(Data shown begins)

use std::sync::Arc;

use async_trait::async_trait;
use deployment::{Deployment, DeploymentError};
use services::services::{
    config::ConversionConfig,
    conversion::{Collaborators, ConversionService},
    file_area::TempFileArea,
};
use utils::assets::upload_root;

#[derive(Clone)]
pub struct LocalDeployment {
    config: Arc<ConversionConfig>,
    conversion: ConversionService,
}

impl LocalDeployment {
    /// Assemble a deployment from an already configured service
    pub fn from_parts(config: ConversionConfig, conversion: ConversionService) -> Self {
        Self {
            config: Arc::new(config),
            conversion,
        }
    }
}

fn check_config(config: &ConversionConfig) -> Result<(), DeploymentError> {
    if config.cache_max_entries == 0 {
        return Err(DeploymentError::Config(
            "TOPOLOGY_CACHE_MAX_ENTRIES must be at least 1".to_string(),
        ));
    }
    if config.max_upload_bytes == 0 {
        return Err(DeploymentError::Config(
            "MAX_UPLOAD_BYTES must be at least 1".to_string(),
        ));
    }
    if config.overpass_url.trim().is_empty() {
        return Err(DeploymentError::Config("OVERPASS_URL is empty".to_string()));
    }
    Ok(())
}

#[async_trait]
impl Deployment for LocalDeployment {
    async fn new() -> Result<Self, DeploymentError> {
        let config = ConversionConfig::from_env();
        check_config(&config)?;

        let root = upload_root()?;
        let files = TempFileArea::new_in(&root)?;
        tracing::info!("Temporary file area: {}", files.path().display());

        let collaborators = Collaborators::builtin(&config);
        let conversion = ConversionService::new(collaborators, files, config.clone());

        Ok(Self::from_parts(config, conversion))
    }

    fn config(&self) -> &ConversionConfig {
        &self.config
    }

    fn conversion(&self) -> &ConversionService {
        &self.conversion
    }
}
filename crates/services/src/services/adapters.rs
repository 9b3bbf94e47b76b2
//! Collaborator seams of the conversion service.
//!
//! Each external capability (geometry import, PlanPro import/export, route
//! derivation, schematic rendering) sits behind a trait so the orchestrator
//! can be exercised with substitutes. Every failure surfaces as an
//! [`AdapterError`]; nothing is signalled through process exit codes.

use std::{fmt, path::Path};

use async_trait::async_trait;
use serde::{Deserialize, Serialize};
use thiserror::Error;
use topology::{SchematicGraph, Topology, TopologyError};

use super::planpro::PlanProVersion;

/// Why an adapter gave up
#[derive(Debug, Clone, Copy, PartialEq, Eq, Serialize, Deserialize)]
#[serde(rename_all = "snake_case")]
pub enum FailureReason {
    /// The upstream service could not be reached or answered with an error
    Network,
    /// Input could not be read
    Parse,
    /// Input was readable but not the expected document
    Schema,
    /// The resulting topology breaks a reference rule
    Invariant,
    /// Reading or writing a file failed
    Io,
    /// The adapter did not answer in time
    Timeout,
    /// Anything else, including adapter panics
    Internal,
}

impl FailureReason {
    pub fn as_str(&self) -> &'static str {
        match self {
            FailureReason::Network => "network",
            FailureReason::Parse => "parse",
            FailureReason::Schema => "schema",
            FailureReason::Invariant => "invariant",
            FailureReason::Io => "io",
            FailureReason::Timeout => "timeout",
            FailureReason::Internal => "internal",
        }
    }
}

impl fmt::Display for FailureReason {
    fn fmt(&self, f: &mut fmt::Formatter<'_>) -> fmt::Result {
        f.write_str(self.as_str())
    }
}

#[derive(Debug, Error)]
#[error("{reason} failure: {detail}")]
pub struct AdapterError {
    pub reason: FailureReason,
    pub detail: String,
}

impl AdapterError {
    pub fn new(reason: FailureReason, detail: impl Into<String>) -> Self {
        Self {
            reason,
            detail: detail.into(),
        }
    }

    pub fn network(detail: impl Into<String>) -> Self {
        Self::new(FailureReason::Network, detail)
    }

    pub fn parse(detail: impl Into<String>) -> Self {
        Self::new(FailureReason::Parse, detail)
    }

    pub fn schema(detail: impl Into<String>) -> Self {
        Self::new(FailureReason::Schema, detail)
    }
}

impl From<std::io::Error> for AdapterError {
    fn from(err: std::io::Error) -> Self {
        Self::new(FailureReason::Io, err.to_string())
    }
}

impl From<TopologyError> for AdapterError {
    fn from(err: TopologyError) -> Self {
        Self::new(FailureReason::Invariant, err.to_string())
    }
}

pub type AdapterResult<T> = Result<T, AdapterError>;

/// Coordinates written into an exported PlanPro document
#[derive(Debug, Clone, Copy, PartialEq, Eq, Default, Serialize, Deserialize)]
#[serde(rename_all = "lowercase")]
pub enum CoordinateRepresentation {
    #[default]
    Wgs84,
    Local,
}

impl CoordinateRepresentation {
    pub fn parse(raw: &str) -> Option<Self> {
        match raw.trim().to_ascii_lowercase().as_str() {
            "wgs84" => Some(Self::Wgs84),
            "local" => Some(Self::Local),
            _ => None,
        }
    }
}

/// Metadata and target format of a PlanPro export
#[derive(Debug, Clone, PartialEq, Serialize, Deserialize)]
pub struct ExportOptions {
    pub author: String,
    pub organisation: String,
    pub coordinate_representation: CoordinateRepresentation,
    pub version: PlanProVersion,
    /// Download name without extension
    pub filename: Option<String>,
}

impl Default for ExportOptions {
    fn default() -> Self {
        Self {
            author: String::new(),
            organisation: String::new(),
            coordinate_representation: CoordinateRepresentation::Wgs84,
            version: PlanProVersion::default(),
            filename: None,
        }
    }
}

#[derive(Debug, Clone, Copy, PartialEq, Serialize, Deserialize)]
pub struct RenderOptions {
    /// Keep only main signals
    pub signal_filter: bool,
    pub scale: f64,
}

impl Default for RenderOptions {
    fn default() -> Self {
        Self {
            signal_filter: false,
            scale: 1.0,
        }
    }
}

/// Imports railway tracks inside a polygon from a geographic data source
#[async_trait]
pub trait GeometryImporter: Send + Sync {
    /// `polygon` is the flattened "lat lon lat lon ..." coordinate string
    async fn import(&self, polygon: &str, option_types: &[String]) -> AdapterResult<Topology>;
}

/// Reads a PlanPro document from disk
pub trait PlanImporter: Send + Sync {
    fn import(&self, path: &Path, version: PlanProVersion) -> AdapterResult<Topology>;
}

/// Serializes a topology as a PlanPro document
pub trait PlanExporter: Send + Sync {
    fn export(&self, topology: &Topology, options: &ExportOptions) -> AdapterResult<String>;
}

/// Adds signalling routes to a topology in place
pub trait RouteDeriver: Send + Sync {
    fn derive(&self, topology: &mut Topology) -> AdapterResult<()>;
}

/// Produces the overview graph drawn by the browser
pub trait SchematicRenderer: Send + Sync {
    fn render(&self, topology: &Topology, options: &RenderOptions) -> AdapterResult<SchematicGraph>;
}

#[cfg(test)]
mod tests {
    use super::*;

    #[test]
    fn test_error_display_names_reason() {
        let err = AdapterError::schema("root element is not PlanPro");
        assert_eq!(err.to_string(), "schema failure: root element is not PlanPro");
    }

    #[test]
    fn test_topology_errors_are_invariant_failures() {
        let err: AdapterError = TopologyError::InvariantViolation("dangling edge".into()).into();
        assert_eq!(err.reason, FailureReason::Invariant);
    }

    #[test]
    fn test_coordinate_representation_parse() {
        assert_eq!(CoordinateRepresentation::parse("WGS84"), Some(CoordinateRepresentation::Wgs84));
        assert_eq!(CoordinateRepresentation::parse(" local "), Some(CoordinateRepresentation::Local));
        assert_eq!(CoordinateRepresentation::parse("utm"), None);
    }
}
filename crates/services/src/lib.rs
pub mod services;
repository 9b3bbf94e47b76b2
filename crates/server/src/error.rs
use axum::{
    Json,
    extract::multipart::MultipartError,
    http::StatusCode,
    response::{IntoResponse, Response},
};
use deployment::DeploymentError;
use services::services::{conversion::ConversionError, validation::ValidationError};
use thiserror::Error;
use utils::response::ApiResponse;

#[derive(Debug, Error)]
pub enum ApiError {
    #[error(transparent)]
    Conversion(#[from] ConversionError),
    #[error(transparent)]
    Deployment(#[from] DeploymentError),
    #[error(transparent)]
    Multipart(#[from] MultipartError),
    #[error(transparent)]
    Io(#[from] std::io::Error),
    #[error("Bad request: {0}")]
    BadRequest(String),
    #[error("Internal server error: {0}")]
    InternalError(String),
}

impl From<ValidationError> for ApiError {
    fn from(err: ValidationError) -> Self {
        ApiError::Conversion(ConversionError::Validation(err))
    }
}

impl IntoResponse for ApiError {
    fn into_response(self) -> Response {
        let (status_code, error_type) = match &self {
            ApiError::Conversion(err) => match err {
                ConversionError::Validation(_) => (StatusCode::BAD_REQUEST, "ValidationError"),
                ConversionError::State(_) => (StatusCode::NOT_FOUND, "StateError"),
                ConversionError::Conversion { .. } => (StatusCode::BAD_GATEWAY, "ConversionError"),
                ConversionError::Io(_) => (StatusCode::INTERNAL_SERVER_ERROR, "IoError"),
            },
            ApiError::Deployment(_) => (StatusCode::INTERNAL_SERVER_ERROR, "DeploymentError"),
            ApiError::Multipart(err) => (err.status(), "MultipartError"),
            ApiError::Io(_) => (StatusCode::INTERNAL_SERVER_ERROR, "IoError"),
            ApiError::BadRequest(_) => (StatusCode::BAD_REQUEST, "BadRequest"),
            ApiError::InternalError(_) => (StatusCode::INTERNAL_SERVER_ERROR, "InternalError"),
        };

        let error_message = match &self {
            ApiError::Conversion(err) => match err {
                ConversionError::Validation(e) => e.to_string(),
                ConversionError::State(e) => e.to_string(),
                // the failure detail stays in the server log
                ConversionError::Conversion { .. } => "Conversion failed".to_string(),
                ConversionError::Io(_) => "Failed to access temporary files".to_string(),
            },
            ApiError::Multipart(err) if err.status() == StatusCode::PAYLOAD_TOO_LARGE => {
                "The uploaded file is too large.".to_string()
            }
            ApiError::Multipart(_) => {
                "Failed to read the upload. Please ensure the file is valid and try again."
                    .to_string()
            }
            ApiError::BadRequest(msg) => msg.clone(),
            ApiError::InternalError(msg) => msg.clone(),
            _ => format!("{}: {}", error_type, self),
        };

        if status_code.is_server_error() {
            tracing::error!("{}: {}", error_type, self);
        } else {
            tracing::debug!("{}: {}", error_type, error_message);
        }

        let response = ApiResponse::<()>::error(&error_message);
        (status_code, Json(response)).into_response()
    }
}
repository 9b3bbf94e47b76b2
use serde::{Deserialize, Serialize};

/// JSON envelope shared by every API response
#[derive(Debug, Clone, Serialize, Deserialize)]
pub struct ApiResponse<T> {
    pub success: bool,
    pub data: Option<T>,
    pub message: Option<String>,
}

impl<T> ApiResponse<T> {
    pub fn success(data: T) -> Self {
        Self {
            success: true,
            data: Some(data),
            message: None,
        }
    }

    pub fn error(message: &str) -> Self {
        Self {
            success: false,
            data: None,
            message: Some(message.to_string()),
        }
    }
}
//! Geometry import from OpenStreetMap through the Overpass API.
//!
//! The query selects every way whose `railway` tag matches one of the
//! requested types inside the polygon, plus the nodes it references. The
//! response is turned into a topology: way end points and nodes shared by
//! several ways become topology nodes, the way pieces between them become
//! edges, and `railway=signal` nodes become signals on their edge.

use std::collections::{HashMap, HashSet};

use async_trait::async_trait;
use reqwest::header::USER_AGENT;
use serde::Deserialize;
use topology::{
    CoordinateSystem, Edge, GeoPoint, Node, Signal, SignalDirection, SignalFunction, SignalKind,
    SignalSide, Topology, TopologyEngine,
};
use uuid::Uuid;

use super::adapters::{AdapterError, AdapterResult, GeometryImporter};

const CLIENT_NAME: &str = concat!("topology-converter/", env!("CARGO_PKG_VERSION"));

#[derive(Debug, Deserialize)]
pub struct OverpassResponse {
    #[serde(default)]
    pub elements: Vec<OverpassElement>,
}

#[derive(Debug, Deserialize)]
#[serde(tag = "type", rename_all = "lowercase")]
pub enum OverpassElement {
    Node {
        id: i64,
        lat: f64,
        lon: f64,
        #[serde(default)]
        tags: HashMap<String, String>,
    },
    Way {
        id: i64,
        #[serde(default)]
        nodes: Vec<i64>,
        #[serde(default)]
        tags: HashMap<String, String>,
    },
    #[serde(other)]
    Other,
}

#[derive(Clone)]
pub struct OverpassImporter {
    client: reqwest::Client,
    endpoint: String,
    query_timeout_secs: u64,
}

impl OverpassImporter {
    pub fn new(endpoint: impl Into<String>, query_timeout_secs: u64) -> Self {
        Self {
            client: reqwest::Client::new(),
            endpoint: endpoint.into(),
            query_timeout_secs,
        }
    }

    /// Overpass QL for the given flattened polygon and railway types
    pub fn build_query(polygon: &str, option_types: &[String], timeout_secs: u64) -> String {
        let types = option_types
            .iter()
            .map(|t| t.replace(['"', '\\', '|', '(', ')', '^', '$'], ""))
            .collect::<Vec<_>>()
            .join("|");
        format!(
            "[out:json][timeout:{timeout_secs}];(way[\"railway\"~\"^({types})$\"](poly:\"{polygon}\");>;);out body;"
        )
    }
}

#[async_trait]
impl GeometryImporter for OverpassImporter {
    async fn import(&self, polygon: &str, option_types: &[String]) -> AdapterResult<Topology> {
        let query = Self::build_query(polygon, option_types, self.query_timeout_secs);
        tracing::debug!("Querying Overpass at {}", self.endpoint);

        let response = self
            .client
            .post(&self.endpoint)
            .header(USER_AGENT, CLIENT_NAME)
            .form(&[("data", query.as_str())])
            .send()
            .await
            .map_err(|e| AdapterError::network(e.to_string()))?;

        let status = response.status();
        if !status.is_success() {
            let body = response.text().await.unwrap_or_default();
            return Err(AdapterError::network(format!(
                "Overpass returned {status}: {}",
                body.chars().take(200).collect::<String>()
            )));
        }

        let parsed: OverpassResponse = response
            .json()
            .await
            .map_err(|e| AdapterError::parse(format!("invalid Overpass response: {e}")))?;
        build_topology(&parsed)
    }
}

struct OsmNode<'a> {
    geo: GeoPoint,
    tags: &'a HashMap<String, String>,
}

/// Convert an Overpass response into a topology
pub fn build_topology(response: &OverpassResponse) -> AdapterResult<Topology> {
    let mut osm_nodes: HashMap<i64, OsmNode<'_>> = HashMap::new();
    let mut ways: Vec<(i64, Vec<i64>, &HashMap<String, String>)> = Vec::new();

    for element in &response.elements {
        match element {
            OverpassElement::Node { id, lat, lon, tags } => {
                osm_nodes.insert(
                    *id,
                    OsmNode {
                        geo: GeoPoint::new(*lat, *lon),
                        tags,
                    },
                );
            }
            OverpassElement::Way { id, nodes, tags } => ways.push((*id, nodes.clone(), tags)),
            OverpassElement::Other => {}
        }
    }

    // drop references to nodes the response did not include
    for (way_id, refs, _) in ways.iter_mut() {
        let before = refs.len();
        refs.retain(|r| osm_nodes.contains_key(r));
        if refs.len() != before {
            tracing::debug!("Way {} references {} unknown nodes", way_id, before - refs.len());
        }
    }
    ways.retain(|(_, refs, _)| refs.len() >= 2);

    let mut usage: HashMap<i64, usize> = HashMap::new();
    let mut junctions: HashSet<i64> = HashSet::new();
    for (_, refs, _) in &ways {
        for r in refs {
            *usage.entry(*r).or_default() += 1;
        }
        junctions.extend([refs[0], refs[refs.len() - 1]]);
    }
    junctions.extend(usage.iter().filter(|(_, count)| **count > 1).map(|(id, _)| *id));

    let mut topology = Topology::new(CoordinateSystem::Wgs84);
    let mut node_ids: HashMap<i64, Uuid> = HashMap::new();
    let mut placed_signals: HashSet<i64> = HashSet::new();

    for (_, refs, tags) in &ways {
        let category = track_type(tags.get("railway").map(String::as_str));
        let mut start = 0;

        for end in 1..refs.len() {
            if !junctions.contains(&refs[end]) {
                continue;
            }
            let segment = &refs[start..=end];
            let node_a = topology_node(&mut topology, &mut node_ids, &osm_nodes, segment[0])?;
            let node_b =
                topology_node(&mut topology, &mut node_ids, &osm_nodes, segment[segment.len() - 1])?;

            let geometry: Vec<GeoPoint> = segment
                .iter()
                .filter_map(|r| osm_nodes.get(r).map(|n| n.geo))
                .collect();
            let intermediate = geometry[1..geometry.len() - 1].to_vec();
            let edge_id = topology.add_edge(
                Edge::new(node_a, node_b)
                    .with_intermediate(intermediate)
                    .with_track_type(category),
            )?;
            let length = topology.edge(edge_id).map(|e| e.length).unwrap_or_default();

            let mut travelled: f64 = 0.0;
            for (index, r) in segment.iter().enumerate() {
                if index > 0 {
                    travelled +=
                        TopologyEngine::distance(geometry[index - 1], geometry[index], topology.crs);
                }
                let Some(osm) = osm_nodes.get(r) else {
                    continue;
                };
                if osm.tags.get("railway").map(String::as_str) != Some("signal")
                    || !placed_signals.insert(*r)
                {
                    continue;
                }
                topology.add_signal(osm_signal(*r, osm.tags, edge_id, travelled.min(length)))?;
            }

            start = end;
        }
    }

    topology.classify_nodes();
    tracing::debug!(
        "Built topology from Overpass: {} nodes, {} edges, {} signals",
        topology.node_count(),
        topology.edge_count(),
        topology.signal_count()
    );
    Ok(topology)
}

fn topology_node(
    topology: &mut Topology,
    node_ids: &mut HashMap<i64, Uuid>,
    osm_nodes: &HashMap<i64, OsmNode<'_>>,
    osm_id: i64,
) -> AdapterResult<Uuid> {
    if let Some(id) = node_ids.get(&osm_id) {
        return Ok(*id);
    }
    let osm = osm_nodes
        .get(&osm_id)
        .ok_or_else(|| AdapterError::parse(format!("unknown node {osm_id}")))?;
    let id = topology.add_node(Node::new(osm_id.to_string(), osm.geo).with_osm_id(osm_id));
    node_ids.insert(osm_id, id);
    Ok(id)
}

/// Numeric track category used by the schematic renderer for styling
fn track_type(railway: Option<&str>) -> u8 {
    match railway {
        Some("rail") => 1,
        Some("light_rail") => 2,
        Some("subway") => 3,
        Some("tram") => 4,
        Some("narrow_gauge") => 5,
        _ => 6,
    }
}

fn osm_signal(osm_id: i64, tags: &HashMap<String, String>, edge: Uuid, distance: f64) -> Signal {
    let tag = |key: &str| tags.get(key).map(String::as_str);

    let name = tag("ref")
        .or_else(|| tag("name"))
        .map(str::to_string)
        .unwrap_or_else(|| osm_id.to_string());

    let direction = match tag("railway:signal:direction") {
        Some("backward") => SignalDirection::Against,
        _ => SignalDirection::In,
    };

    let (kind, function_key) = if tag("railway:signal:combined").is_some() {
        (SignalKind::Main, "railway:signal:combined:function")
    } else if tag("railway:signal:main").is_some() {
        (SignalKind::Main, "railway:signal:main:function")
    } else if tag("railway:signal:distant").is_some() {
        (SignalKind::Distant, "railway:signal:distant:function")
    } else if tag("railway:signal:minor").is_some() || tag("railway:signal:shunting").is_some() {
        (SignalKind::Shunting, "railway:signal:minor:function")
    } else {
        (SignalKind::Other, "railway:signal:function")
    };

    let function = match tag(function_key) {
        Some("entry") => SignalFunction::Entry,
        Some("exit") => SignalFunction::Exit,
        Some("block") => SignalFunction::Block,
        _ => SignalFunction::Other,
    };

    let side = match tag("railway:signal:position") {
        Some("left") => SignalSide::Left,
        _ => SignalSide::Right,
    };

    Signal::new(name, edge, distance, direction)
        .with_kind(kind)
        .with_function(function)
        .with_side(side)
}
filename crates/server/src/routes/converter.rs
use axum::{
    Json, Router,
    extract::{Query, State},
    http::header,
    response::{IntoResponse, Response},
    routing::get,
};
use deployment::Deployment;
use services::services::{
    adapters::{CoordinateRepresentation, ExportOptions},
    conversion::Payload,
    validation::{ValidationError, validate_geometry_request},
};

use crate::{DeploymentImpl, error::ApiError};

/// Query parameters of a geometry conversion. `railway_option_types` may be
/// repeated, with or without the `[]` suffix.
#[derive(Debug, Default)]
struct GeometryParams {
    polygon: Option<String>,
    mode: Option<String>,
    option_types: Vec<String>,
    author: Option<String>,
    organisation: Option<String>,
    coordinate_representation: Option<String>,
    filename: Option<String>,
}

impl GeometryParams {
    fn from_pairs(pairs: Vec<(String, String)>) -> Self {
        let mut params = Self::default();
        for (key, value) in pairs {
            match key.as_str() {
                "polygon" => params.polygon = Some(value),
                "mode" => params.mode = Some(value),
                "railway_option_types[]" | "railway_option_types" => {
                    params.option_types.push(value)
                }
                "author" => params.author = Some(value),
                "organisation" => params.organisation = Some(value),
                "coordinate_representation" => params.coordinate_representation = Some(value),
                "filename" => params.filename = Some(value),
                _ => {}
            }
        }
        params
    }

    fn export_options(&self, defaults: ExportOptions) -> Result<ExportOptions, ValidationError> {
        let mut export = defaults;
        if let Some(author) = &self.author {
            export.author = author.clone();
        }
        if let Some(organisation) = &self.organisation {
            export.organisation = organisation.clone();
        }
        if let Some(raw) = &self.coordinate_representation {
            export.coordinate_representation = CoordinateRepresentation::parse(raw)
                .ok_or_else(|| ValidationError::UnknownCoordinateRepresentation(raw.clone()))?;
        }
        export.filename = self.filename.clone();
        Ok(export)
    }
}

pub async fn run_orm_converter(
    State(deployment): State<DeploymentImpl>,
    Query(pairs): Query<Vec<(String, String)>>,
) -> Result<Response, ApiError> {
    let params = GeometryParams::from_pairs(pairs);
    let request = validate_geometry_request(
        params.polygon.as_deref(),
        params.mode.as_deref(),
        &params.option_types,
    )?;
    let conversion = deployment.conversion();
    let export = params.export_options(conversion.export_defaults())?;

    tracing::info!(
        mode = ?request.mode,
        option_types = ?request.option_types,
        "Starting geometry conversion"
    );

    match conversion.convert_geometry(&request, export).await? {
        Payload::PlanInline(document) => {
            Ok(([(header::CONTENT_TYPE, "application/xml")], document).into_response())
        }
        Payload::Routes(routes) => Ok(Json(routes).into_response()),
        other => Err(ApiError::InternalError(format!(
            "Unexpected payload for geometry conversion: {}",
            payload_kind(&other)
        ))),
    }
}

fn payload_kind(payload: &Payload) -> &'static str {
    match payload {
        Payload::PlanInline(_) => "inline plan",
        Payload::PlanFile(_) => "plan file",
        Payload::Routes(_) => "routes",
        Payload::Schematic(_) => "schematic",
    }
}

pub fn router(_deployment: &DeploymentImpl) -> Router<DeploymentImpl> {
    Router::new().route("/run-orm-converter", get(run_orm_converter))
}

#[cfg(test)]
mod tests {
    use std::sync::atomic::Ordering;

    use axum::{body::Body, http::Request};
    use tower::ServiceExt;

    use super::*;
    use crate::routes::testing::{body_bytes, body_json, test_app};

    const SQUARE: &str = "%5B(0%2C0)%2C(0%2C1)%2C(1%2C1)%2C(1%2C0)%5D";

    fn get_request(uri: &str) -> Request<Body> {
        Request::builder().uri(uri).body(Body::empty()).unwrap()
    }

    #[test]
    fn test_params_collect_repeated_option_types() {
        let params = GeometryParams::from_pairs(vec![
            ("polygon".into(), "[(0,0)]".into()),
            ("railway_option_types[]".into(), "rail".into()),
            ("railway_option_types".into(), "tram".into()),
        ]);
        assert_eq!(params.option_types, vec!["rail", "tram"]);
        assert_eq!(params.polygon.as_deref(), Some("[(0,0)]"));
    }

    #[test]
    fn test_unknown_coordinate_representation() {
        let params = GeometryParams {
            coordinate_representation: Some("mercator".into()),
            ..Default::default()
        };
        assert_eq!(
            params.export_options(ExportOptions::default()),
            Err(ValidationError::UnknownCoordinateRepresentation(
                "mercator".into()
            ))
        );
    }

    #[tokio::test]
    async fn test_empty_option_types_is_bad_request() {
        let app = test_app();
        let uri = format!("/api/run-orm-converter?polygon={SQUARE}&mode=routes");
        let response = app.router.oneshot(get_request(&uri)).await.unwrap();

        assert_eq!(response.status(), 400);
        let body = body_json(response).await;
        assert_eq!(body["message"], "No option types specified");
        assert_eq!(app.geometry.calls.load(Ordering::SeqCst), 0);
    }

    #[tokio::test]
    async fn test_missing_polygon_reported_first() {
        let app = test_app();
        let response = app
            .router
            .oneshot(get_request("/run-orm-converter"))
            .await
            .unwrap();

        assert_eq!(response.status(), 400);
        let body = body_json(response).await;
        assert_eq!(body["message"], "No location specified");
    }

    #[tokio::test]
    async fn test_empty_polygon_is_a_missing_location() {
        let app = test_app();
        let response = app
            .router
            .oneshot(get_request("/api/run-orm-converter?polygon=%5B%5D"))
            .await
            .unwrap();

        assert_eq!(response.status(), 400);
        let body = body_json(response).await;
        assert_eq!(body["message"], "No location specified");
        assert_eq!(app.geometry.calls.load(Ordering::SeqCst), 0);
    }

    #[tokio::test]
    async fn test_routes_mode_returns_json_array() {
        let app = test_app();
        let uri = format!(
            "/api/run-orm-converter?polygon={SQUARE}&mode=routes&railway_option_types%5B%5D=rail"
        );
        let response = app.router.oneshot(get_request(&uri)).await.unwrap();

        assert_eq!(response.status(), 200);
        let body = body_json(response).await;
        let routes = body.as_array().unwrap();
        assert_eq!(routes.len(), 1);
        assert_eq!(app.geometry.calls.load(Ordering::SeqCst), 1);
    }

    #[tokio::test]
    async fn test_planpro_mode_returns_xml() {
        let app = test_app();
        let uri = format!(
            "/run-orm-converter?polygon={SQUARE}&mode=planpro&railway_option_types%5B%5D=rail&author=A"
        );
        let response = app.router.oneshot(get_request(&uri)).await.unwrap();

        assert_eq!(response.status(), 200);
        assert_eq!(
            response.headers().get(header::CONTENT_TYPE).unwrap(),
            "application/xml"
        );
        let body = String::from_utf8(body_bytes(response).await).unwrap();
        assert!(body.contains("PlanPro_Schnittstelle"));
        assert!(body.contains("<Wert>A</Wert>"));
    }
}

(Data shown ends)

Please copy each line of the material that contains the word "exit".

**Reply:**
//! [`AdapterError`]; nothing is signalled through process exit codes.
        Some("exit") => SignalFunction::Exit,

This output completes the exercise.